Sampling campaigns were performed around the two dumping sites to evaluate sediment dispersal using magnetic proxies (Fig. 1A). The spacing between data points widens away from the two disposal site centres at ∼ 49°27′17″N, 0°05′26″W and ∼ 49°27′33″N, 0°07′50″W, up to the adjacent coastal and estuary areas to the south and the east. Offshore sampling reached Octeville latitude to the north and Courseulles-sur-Mer's longitude to the west. In the study area, the water depth ranges between ∼ 10 and 20 m. Four sampling campaigns of ∼ 142 samples each (the sample number may vary slightly depending on the survey campaigns) were performed: one before dumping to determine the sedimentological background (t₀, from June to September 2011), and three after dumping (t₁, immediately after the last dumping in March 2013; t₂, 3 months after the last dumping in June 2013; t₃ six months after the last dumping in September 2013). The discussion mainly focuses on the offshore part of our study area, which is located within and around the disposal sites (CBS; ∼ 122 samples). For comparison with the sediments of the Bay of the Seine, five samples from each of the two dredging sites were retrieved. Sampling was performed using a Shipek grab with a penetration of ∼ 10 cm. For comparison, four Reyneck box cores with minimum sediment surface disturbance were retrieved at different time intervals to assess whether some sediment is likely to be resuspended during sampling: before dumping in February 2012, during dumping in November 2012, immediately after the last dumping in March 2013, and 2 months after the last dumping in May 2013.

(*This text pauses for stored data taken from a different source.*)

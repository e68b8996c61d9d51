use super::{Expr, Graph, NodeId, Operand, Variable};
use crate::Result;

#[derive(Clone, Debug)]
pub(super) enum Op {
    Const(f64),
    Var(Variable),
    Unary(NodeId, UnaryOp),
    Binary(NodeId, NodeId, BinaryOp),
}

////////////////////////////////////////////////////////////////////////////////////////////
///////////////////////////////////   UnaryOp   ////////////////////////////////////////////
////////////////////////////////////////////////////////////////////////////////////////////
#[derive(Clone, Copy, PartialEq, Eq, Debug)]
pub enum UnaryOp {
    Neg,
    /// Natural logarithm.
    Log,
}

trait UnaryOpT {
    const OP: UnaryOp;
    fn fn_op(x: f64) -> f64;
    fn fn_backward(x: &f64, res: &f64, grad: &f64, sum_grad: &mut f64);
}

struct Neg;
impl UnaryOpT for Neg {
    const OP: UnaryOp = UnaryOp::Neg;
    #[inline]
    fn fn_op(x: f64) -> f64 {
        -x
    }
    #[inline]
    fn fn_backward(_x: &f64, _res: &f64, grad: &f64, sum_grad: &mut f64) {
        *sum_grad -= grad;
    }
}

struct Log;
impl UnaryOpT for Log {
    const OP: UnaryOp = UnaryOp::Log;
    #[inline]
    fn fn_op(x: f64) -> f64 {
        x.ln()
    }
    #[inline]
    fn fn_backward(x: &f64, _res: &f64, grad: &f64, sum_grad: &mut f64) {
        *sum_grad += grad / x;
    }
}

impl UnaryOp {
    #[inline]
    pub(super) const fn fn_op(&self) -> fn(f64) -> f64 {
        match self {
            Self::Neg => Neg::fn_op,
            Self::Log => Log::fn_op,
        }
    }
    #[inline]
    pub(super) const fn fn_backward(&self) -> fn(&f64, &f64, &f64, &mut f64) {
        match self {
            Self::Neg => Neg::fn_backward,
            Self::Log => Log::fn_backward,
        }
    }
    pub const fn symbol(&self) -> &'static str {
        match self {
            Self::Neg => "-",
            Self::Log => "ln",
        }
    }
}

impl<'g> core::ops::Neg for Expr<'g> {
    type Output = Expr<'g>;
    /// # Panics
    ///
    /// See [`Graph::neg`] for the checked version.
    #[inline]
    fn neg(self) -> Self::Output {
        self.graph
            .unary_op::<Neg>(self.into())
            .unwrap_or_else(|e| panic!("{e}"))
    }
}
impl<'g> core::ops::Neg for &Expr<'g> {
    type Output = Expr<'g>;
    #[inline]
    fn neg(self) -> Self::Output {
        -*self
    }
}

////////////////////////////////////////////////////////////////////////////////////////////
///////////////////////////////////   BinaryOp   ///////////////////////////////////////////
////////////////////////////////////////////////////////////////////////////////////////////

#[derive(Clone, Copy, PartialEq, Eq, Debug)]
pub enum BinaryOp {
    Add,
    Sub,
    Mul,
    Div,
    Pow,
}

trait BinaryOpT {
    const OP: BinaryOp;
    fn fn_op(lhs: f64, rhs: f64) -> f64;
    fn fn_backward_lhs(lhs: &f64, rhs: &f64, res: &f64, grad: &f64, lhs_grad: &mut f64);
    fn fn_backward_rhs(lhs: &f64, rhs: &f64, res: &f64, grad: &f64, rhs_grad: &mut f64);
}

struct Add;
impl BinaryOpT for Add {
    const OP: BinaryOp = BinaryOp::Add;
    #[inline]
    fn fn_op(lhs: f64, rhs: f64) -> f64 {
        lhs + rhs
    }
    #[inline]
    fn fn_backward_lhs(_lhs: &f64, _rhs: &f64, _res: &f64, grad: &f64, lhs_grad: &mut f64) {
        *lhs_grad += grad;
    }
    #[inline]
    fn fn_backward_rhs(_lhs: &f64, _rhs: &f64, _res: &f64, grad: &f64, rhs_grad: &mut f64) {
        *rhs_grad += grad;
    }
}

struct Sub;
impl BinaryOpT for Sub {
    const OP: BinaryOp = BinaryOp::Sub;
    #[inline]
    fn fn_op(lhs: f64, rhs: f64) -> f64 {
        lhs - rhs
    }
    #[inline]
    fn fn_backward_lhs(_lhs: &f64, _rhs: &f64, _res: &f64, grad: &f64, lhs_grad: &mut f64) {
        *lhs_grad += grad;
    }
    #[inline]
    fn fn_backward_rhs(_lhs: &f64, _rhs: &f64, _res: &f64, grad: &f64, rhs_grad: &mut f64) {
        *rhs_grad -= grad;
    }
}

struct Mul;
impl BinaryOpT for Mul {
    const OP: BinaryOp = BinaryOp::Mul;
    #[inline]
    fn fn_op(lhs: f64, rhs: f64) -> f64 {
        lhs * rhs
    }
    #[inline]
    fn fn_backward_lhs(_lhs: &f64, rhs: &f64, _res: &f64, grad: &f64, lhs_grad: &mut f64) {
        *lhs_grad += grad * rhs;
    }
    #[inline]
    fn fn_backward_rhs(lhs: &f64, _rhs: &f64, _res: &f64, grad: &f64, rhs_grad: &mut f64) {
        *rhs_grad += grad * lhs;
    }
}

struct Div;
impl BinaryOpT for Div {
    const OP: BinaryOp = BinaryOp::Div;
    #[inline]
    fn fn_op(lhs: f64, rhs: f64) -> f64 {
        lhs / rhs
    }
    #[inline]
    fn fn_backward_lhs(_lhs: &f64, rhs: &f64, _res: &f64, grad: &f64, lhs_grad: &mut f64) {
        *lhs_grad += grad / rhs;
    }
    /// $\frac{\partial}{\partial b} \frac{a}{b} = -\frac{c}{b}$ with $c = a / b$
    #[inline]
    fn fn_backward_rhs(_lhs: &f64, rhs: &f64, res: &f64, grad: &f64, rhs_grad: &mut f64) {
        *rhs_grad -= grad * res / rhs;
    }
}

struct Pow;
impl BinaryOpT for Pow {
    const OP: BinaryOp = BinaryOp::Pow;
    #[inline]
    fn fn_op(lhs: f64, rhs: f64) -> f64 {
        lhs.powf(rhs)
    }
    /// $ c = a^b $
    ///
    /// $\frac{\partial f}{\partial a} = \frac{\partial f}{\partial c} \cdot b \cdot a^{b - 1}$
    ///
    /// `res / lhs` is not used in place of `a^{b - 1}` since `a` may be zero.
    #[inline]
    fn fn_backward_lhs(lhs: &f64, rhs: &f64, _res: &f64, grad: &f64, lhs_grad: &mut f64) {
        *lhs_grad += grad * rhs * lhs.powf(rhs - 1.0);
    }
    /// $\frac{\partial f}{\partial b} = \frac{\partial f}{\partial c} \cdot c \cdot \ln(a)$
    #[inline]
    fn fn_backward_rhs(lhs: &f64, _rhs: &f64, res: &f64, grad: &f64, rhs_grad: &mut f64) {
        *rhs_grad += grad * res * lhs.ln();
    }
}

impl BinaryOp {
    #[inline]
    pub(super) const fn fn_op(&self) -> fn(f64, f64) -> f64 {
        match self {
            Self::Add => Add::fn_op,
            Self::Sub => Sub::fn_op,
            Self::Mul => Mul::fn_op,
            Self::Div => Div::fn_op,
            Self::Pow => Pow::fn_op,
        }
    }
    #[inline]
    pub(super) const fn fn_backward(&self) -> [fn(&f64, &f64, &f64, &f64, &mut f64); 2] {
        match self {
            Self::Add => [Add::fn_backward_lhs, Add::fn_backward_rhs],
            Self::Sub => [Sub::fn_backward_lhs, Sub::fn_backward_rhs],
            Self::Mul => [Mul::fn_backward_lhs, Mul::fn_backward_rhs],
            Self::Div => [Div::fn_backward_lhs, Div::fn_backward_rhs],
            Self::Pow => [Pow::fn_backward_lhs, Pow::fn_backward_rhs],
        }
    }
    pub const fn symbol(&self) -> &'static str {
        match self {
            Self::Add => "+",
            Self::Sub => "-",
            Self::Mul => "*",
            Self::Div => "/",
            Self::Pow => "^",
        }
    }
}

macro_rules! binary_trait {
    ($trait:ident, $fn:ident, $op:ident) => {
        impl<'g, R: Into<Operand<'g>>> core::ops::$trait<R> for Expr<'g> {
            type Output = Expr<'g>;
            #[inline]
            fn $fn(self, rhs: R) -> Expr<'g> {
                self.graph
                    .binary_op::<$op>(self.into(), rhs.into())
                    .unwrap_or_else(|e| panic!("{e}"))
            }
        }
        impl<'g, R: Into<Operand<'g>>> core::ops::$trait<R> for &Expr<'g> {
            type Output = Expr<'g>;
            #[inline]
            fn $fn(self, rhs: R) -> Expr<'g> {
                core::ops::$trait::$fn(*self, rhs)
            }
        }
        impl<'g> core::ops::$trait<Expr<'g>> for f64 {
            type Output = Expr<'g>;
            #[inline]
            fn $fn(self, rhs: Expr<'g>) -> Expr<'g> {
                rhs.graph
                    .binary_op::<$op>(self.into(), rhs.into())
                    .unwrap_or_else(|e| panic!("{e}"))
            }
        }
        impl<'g> core::ops::$trait<&Expr<'g>> for f64 {
            type Output = Expr<'g>;
            #[inline]
            fn $fn(self, rhs: &Expr<'g>) -> Expr<'g> {
                core::ops::$trait::$fn(self, *rhs)
            }
        }
    };
}

binary_trait!(Add, add, Add);
binary_trait!(Sub, sub, Sub);
binary_trait!(Mul, mul, Mul);
binary_trait!(Div, div, Div);

/// The operator overloads panic where the matching [`Graph`] builder returns
/// an error: on an operand owned by another graph or a non-finite number.
impl<'g> Expr<'g> {
    /// `self ^ rhs`.
    ///
    /// # Panics
    ///
    /// See [`Graph::pow`] for the checked version.
    #[inline]
    pub fn pow(&self, rhs: impl Into<Operand<'g>>) -> Expr<'g> {
        self.graph
            .binary_op::<Pow>(self.into(), rhs.into())
            .unwrap_or_else(|e| panic!("{e}"))
    }
    /// Natural logarithm.
    #[inline]
    pub fn ln(&self) -> Expr<'g> {
        self.graph
            .unary_op::<Log>(self.into())
            .unwrap_or_else(|e| panic!("{e}"))
    }
}

/// Checked builders. Numbers are promoted to constant nodes.
///
/// Fails with [`GraphError::InvalidOperand`](crate::GraphError::InvalidOperand)
/// when a node belongs to another graph or a number is not finite.
impl Graph {
    #[inline]
    pub fn add<'g>(
        &'g self,
        lhs: impl Into<Operand<'g>>,
        rhs: impl Into<Operand<'g>>,
    ) -> Result<Expr<'g>> {
        self.binary_op::<Add>(lhs.into(), rhs.into())
    }
    #[inline]
    pub fn sub<'g>(
        &'g self,
        lhs: impl Into<Operand<'g>>,
        rhs: impl Into<Operand<'g>>,
    ) -> Result<Expr<'g>> {
        self.binary_op::<Sub>(lhs.into(), rhs.into())
    }
    #[inline]
    pub fn mul<'g>(
        &'g self,
        lhs: impl Into<Operand<'g>>,
        rhs: impl Into<Operand<'g>>,
    ) -> Result<Expr<'g>> {
        self.binary_op::<Mul>(lhs.into(), rhs.into())
    }
    #[inline]
    pub fn div<'g>(
        &'g self,
        lhs: impl Into<Operand<'g>>,
        rhs: impl Into<Operand<'g>>,
    ) -> Result<Expr<'g>> {
        self.binary_op::<Div>(lhs.into(), rhs.into())
    }
    #[inline]
    pub fn pow<'g>(
        &'g self,
        lhs: impl Into<Operand<'g>>,
        rhs: impl Into<Operand<'g>>,
    ) -> Result<Expr<'g>> {
        self.binary_op::<Pow>(lhs.into(), rhs.into())
    }
    #[inline]
    pub fn neg<'g>(&'g self, x: impl Into<Operand<'g>>) -> Result<Expr<'g>> {
        self.unary_op::<Neg>(x.into())
    }
    /// Natural logarithm.
    #[inline]
    pub fn log<'g>(&'g self, x: impl Into<Operand<'g>>) -> Result<Expr<'g>> {
        self.unary_op::<Log>(x.into())
    }

    fn unary_op<'g, T: UnaryOpT>(&'g self, x: Operand<'g>) -> Result<Expr<'g>> {
        self.check_operand(&x)?;
        let x = self.intern(x);
        Ok(Expr::new(self, self.push(Op::Unary(x, T::OP))))
    }
    fn binary_op<'g, T: BinaryOpT>(&'g self, lhs: Operand<'g>, rhs: Operand<'g>) -> Result<Expr<'g>> {
        self.check_operand(&lhs)?;
        self.check_operand(&rhs)?;
        let lhs = self.intern(lhs);
        let rhs = self.intern(rhs);
        Ok(Expr::new(self, self.push(Op::Binary(lhs, rhs, T::OP))))
    }

    // Unchecked constructors used when building derivatives.
    pub(super) fn push_const(&self, value: f64) -> NodeId {
        self.push(Op::Const(value))
    }
    pub(super) fn push_unary(&self, x: NodeId, op: UnaryOp) -> NodeId {
        self.push(Op::Unary(x, op))
    }
    pub(super) fn push_binary(&self, lhs: NodeId, rhs: NodeId, op: BinaryOp) -> NodeId {
        self.push(Op::Binary(lhs, rhs, op))
    }
}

After retrieval and before further laboratory preparations, the samples were stored in fully filled plastic boxes and kept at 4 °C to minimize post-retrieval oxidation or post-sampling mineral formation. To establish the methodology for sample preparation, a comparison was conducted between 24 wet and dry sample susceptibilities to determine the extent to which diamagnetic water participates to the signal, and to test if the oxidation process that occurs during the drying affects the measurements (data available on http://doi.pangaea.de/10.1594/PANGAEA.830208). No significant change was observed. Therefore, all samples were dried at 40 °C using a drying oven. Afterwards, samples were homogenized using an agate mortar and pestle to avoid metal contamination. Subsequently, the samples were transferred into 6.8-cm³ plastic cubes.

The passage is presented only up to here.